TASK STATEMENT ::
If a line in the data below contains the word "entries", copy it out.

(Dataset records)
* * * * * * * * *
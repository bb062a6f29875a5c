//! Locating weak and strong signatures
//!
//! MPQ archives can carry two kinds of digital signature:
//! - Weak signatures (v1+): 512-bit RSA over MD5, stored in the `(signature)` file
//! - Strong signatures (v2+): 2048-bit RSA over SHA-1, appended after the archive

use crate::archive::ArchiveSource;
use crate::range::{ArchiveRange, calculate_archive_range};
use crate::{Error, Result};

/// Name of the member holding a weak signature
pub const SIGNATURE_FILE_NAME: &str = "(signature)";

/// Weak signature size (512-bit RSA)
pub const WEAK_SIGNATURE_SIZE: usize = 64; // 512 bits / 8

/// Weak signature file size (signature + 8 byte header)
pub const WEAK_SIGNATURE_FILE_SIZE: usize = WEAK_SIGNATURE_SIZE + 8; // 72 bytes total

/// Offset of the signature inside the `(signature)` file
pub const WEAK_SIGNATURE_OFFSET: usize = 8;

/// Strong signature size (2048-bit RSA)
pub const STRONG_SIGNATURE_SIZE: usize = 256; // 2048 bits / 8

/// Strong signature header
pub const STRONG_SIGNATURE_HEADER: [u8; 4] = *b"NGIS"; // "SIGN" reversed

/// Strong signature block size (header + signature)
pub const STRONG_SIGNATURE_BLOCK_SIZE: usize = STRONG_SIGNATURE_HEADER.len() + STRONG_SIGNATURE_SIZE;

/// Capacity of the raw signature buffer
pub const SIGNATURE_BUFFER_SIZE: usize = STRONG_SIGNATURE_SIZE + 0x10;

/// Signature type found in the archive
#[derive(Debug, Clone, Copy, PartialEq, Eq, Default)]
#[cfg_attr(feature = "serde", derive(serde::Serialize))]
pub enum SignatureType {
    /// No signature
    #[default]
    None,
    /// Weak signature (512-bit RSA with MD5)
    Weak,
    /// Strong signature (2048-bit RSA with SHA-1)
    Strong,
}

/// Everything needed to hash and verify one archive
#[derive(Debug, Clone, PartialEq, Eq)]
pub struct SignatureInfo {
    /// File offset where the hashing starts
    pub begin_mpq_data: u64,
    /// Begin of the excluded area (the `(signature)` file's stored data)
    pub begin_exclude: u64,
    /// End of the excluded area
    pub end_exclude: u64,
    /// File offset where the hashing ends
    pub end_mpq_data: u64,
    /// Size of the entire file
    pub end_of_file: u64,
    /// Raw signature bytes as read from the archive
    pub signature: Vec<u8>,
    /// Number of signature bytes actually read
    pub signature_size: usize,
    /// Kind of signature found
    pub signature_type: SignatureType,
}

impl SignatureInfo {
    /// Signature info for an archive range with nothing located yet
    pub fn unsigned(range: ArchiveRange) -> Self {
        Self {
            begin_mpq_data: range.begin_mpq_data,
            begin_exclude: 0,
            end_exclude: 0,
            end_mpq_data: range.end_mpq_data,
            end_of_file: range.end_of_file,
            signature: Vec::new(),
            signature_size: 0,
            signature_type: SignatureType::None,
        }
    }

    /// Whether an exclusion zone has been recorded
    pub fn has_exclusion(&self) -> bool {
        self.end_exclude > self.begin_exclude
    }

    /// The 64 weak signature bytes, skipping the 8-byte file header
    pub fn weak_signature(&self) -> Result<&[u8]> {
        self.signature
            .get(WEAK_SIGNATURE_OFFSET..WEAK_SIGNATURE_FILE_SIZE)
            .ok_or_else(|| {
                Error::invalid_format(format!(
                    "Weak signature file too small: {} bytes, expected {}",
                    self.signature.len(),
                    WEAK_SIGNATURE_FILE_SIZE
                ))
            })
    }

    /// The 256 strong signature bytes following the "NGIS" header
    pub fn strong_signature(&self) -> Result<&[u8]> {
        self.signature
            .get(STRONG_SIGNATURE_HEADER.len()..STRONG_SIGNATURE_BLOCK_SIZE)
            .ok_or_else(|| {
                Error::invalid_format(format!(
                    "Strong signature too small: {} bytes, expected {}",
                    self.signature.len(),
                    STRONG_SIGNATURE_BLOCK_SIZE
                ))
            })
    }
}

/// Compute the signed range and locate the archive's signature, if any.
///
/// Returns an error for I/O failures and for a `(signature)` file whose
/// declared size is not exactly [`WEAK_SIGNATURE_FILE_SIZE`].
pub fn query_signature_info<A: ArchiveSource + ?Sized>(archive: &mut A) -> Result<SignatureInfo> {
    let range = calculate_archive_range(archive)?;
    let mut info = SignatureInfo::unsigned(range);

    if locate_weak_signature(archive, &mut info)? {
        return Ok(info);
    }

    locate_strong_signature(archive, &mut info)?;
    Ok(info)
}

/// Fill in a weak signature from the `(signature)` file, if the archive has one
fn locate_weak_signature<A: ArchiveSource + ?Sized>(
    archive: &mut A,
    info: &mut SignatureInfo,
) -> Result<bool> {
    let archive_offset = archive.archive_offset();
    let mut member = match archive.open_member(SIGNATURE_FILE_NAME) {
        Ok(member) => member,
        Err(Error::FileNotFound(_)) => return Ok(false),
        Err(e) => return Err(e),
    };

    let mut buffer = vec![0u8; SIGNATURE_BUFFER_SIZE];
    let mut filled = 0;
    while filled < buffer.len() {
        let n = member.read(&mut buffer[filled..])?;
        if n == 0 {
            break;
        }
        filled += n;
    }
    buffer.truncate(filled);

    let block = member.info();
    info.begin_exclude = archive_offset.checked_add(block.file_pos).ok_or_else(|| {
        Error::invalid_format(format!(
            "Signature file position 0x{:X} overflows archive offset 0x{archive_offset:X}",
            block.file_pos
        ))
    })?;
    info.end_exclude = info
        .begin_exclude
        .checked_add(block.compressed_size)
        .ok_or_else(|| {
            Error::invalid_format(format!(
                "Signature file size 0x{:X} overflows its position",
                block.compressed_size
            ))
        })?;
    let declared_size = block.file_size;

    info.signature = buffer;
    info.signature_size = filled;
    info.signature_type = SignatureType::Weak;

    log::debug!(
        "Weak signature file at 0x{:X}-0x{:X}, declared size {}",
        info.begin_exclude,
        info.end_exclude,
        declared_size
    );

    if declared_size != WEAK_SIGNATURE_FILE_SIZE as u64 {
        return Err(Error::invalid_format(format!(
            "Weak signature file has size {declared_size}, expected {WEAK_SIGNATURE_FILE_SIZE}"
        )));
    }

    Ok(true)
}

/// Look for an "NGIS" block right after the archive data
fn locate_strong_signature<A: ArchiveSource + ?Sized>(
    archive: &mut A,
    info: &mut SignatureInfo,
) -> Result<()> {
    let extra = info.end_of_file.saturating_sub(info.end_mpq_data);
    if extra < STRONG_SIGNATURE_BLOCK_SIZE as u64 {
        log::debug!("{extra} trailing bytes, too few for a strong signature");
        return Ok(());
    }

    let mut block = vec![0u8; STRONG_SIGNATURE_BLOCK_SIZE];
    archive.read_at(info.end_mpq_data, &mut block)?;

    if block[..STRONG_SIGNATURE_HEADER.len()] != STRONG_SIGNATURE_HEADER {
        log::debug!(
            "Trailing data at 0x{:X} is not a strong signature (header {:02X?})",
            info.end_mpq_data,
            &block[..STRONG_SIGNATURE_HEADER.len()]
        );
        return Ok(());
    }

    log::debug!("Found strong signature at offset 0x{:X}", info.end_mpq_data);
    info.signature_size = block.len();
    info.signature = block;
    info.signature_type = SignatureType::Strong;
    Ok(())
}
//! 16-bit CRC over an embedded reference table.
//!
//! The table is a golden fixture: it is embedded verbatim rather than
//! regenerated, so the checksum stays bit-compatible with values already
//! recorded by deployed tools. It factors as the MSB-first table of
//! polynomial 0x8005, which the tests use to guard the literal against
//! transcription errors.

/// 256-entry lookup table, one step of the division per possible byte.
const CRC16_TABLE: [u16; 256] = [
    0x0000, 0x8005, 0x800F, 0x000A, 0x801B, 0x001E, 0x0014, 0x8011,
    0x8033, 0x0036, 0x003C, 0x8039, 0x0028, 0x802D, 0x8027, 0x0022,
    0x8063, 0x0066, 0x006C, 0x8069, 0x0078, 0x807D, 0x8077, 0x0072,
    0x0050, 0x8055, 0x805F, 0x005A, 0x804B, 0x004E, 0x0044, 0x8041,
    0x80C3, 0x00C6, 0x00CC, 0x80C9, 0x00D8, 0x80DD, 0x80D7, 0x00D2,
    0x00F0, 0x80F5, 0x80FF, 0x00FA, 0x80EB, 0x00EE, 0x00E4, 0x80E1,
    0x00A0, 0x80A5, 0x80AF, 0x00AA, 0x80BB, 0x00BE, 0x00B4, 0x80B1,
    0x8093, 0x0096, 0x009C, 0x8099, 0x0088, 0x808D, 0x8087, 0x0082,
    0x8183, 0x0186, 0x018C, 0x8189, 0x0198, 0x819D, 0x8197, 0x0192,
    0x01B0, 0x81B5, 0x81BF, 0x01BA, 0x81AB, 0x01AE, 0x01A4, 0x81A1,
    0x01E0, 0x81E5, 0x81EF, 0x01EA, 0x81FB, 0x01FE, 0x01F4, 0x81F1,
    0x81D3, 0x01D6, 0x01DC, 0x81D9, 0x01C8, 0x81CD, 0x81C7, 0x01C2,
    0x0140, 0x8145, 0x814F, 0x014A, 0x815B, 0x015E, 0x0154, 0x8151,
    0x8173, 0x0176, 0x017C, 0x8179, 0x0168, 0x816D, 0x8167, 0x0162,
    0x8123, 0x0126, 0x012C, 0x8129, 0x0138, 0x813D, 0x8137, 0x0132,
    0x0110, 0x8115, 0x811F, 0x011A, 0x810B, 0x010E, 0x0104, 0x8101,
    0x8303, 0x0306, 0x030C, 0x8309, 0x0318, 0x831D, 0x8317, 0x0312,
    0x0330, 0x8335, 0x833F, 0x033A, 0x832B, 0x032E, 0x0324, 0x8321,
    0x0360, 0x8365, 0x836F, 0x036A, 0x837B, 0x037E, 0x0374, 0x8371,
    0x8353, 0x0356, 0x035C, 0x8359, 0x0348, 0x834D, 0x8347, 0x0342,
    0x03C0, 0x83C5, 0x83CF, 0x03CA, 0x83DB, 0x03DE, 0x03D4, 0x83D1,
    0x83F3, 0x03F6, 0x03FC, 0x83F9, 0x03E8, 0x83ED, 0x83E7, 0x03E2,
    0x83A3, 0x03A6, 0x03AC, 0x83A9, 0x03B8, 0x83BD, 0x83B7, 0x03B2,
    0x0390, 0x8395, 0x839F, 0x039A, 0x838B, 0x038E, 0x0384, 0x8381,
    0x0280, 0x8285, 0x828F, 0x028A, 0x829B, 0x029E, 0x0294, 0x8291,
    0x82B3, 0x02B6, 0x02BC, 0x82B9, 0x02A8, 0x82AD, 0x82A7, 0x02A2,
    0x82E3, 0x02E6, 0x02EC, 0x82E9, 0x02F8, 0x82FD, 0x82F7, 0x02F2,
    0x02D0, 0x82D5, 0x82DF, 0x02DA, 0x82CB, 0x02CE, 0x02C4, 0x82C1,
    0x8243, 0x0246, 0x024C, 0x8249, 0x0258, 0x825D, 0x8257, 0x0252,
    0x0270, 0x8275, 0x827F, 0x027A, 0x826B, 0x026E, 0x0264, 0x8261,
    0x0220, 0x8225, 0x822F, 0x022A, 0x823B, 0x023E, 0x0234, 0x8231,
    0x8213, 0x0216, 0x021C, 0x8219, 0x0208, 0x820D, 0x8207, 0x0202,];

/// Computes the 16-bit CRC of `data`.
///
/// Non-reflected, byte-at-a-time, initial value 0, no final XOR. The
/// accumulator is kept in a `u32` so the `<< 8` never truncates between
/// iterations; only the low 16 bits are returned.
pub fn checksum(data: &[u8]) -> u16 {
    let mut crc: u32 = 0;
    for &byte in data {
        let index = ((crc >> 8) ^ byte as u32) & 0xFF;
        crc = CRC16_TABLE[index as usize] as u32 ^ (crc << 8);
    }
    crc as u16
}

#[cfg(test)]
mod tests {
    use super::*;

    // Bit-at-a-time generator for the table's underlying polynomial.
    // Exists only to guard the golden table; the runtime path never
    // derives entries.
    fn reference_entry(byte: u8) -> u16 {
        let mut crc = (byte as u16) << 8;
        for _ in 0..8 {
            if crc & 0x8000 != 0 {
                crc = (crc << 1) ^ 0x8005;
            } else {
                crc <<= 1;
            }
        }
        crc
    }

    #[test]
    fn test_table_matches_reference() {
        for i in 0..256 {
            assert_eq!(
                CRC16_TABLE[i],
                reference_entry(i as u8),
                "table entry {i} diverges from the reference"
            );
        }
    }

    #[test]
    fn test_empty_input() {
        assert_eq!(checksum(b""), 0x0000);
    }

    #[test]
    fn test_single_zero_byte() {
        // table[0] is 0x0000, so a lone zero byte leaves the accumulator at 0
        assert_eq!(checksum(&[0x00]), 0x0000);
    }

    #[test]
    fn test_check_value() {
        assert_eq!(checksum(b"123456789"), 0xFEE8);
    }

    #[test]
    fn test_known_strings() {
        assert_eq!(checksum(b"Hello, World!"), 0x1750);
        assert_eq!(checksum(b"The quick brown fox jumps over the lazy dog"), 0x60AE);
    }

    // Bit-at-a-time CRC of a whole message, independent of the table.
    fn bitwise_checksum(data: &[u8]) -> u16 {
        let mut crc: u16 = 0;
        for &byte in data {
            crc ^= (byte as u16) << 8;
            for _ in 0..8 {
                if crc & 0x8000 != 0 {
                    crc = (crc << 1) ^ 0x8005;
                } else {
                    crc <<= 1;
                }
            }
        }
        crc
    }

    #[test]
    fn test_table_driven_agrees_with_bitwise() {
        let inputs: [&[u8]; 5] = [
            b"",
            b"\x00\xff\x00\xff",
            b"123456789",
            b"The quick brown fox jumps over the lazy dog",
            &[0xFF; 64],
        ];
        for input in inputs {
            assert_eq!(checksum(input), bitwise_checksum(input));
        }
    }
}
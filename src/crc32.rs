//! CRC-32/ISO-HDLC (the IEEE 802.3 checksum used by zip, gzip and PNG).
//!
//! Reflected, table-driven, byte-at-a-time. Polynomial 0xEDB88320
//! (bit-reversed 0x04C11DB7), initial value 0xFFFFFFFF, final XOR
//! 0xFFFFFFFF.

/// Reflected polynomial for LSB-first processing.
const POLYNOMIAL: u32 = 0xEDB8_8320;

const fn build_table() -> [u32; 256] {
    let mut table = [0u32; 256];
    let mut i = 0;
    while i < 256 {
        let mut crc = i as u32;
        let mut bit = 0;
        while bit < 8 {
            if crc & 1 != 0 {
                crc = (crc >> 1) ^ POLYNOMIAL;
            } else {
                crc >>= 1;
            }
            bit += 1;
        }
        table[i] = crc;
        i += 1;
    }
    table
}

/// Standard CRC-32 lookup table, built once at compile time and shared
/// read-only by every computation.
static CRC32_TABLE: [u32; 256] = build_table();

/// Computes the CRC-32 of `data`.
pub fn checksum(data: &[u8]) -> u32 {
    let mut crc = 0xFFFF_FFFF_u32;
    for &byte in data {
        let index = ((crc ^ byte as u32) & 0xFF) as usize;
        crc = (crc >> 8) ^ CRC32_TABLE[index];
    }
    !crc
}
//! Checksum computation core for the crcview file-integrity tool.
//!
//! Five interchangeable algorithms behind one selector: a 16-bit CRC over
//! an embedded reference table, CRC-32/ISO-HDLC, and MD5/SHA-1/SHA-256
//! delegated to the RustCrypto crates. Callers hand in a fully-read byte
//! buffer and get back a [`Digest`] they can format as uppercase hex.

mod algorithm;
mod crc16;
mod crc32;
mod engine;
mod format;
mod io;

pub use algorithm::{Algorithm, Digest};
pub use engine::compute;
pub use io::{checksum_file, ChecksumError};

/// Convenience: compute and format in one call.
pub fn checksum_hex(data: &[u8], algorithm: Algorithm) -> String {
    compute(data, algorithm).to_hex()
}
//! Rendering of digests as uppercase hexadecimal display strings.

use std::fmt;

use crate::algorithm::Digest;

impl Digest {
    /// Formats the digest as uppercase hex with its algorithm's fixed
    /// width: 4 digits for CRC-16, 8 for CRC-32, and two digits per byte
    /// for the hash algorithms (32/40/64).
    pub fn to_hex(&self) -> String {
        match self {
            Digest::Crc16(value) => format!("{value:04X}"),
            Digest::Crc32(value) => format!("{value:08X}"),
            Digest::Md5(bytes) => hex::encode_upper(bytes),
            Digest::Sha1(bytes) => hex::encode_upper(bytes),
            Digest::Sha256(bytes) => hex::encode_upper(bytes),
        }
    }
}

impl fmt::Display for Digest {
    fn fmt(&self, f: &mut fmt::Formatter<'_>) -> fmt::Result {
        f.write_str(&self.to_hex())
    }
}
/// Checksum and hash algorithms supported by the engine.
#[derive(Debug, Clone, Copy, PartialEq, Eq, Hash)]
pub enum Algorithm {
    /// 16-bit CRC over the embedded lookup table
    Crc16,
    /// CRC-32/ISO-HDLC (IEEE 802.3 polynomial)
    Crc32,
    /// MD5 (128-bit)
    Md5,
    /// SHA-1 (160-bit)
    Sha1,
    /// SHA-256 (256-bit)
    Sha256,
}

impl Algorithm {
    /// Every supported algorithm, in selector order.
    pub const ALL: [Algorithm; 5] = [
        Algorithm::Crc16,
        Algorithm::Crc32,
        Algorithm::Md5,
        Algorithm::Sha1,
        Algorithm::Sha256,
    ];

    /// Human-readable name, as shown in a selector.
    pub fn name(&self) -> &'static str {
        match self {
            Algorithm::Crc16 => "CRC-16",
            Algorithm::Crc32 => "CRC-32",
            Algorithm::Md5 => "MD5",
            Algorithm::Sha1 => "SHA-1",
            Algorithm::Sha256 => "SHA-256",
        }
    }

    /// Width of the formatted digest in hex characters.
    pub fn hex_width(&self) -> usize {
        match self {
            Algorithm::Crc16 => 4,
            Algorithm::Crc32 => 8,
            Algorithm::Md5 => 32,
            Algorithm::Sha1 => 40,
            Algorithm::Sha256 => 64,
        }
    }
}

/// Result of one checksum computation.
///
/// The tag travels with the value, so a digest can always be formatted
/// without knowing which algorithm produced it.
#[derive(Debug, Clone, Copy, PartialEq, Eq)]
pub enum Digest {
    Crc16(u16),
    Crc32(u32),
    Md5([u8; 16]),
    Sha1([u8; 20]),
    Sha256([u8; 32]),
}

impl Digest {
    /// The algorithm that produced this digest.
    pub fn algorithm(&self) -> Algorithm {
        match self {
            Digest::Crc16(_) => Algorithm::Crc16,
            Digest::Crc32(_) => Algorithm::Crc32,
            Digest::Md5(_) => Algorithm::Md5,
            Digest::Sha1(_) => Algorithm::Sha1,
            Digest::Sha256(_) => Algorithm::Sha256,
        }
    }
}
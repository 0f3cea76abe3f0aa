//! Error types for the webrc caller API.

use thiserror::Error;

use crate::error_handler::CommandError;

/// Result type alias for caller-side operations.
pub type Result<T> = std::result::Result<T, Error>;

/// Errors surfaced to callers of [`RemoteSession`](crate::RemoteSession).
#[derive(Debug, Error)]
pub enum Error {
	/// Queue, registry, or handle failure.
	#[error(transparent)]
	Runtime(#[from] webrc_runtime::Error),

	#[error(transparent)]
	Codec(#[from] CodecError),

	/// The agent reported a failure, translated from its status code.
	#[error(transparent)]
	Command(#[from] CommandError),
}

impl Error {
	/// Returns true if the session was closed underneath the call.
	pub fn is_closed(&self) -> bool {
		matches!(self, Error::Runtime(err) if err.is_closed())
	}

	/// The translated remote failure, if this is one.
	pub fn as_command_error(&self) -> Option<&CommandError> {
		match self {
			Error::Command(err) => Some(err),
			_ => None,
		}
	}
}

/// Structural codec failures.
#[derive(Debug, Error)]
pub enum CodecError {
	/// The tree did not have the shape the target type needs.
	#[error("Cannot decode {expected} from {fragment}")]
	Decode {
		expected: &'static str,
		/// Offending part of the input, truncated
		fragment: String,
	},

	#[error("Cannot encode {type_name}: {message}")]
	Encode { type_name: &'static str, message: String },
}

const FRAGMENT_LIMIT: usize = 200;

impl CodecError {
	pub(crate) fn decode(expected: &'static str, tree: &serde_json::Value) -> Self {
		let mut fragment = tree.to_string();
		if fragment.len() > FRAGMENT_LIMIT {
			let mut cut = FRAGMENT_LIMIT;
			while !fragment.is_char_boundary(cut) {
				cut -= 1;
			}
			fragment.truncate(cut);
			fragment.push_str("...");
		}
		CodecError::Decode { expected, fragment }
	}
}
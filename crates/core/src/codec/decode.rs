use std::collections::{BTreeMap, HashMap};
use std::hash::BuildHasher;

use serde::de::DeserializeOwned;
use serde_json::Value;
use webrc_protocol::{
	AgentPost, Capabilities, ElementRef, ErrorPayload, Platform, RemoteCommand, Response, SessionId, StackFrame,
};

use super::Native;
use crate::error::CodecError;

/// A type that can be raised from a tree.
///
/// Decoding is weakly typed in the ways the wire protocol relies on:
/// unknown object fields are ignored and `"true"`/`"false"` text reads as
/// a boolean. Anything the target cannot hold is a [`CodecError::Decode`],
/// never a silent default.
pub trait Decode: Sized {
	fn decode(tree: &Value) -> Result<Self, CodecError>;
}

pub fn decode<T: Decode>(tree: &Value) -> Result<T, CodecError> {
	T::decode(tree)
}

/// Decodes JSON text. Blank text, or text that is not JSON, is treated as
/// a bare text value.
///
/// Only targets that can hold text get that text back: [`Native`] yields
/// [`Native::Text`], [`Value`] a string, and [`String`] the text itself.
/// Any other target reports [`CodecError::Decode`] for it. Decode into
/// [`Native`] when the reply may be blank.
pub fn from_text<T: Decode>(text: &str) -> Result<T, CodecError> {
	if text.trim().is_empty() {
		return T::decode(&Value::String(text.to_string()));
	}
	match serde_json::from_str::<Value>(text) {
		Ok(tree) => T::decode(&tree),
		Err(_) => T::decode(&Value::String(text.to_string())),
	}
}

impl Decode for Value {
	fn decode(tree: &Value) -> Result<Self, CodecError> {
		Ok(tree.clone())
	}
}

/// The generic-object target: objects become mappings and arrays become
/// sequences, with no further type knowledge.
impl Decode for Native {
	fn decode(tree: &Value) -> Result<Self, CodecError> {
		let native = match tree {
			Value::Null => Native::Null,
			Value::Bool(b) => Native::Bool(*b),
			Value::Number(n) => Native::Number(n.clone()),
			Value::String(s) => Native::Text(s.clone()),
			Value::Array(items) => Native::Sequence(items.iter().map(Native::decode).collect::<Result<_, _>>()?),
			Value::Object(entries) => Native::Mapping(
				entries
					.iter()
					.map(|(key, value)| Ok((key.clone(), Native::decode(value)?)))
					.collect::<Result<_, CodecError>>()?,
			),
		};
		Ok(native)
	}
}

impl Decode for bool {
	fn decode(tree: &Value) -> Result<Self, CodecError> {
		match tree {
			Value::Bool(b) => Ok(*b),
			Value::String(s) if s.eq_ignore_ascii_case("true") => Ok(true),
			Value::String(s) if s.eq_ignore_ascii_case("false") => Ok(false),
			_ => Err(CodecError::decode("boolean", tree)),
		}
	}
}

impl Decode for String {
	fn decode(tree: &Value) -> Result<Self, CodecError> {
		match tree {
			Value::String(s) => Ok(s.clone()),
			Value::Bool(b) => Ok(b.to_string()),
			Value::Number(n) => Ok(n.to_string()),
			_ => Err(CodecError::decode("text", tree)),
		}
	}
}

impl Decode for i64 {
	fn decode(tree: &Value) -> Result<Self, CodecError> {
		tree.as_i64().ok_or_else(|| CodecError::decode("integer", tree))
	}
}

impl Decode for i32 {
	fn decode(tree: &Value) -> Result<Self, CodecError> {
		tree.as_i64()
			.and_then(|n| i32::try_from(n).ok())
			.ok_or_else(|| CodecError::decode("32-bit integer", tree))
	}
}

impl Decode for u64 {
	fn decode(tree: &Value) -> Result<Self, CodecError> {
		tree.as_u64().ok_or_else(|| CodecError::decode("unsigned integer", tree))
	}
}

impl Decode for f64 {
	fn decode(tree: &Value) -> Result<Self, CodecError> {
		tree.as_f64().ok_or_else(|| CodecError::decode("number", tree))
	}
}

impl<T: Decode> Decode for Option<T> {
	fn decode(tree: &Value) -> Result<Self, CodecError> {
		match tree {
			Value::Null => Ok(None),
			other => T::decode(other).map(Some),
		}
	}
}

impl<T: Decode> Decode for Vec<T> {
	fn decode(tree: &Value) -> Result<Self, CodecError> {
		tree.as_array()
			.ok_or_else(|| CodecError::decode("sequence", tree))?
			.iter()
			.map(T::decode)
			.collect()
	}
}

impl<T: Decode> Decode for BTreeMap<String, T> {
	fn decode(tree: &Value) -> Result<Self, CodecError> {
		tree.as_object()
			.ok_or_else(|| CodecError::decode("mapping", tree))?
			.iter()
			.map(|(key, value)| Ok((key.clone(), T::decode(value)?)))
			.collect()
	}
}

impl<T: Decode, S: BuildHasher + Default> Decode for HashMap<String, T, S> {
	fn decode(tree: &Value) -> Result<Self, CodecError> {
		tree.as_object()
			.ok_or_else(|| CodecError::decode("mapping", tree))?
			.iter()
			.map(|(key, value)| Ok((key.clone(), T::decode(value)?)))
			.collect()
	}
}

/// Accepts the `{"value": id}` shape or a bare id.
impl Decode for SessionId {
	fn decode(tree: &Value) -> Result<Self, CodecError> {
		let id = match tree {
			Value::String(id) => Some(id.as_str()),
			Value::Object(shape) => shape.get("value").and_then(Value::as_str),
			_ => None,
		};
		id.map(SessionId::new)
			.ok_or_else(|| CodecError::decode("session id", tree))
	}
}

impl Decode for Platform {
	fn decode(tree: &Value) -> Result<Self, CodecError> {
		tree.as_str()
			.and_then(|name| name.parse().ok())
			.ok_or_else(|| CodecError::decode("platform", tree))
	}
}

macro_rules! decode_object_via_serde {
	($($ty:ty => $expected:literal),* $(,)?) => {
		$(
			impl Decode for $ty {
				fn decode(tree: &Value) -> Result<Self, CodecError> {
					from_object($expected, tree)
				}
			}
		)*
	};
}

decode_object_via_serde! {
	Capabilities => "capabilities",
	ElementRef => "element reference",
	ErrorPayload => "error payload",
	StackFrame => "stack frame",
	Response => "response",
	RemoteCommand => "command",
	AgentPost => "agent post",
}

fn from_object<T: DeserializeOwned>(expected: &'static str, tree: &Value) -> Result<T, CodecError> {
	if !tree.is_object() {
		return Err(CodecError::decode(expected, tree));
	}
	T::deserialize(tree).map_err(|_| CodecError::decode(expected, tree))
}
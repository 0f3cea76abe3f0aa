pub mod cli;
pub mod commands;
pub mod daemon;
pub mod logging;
* * * * * * * * *
EXERCISE OUTPUT ::
    // derives entries.
			Value::Object(entries) => Native::Mapping(
				entries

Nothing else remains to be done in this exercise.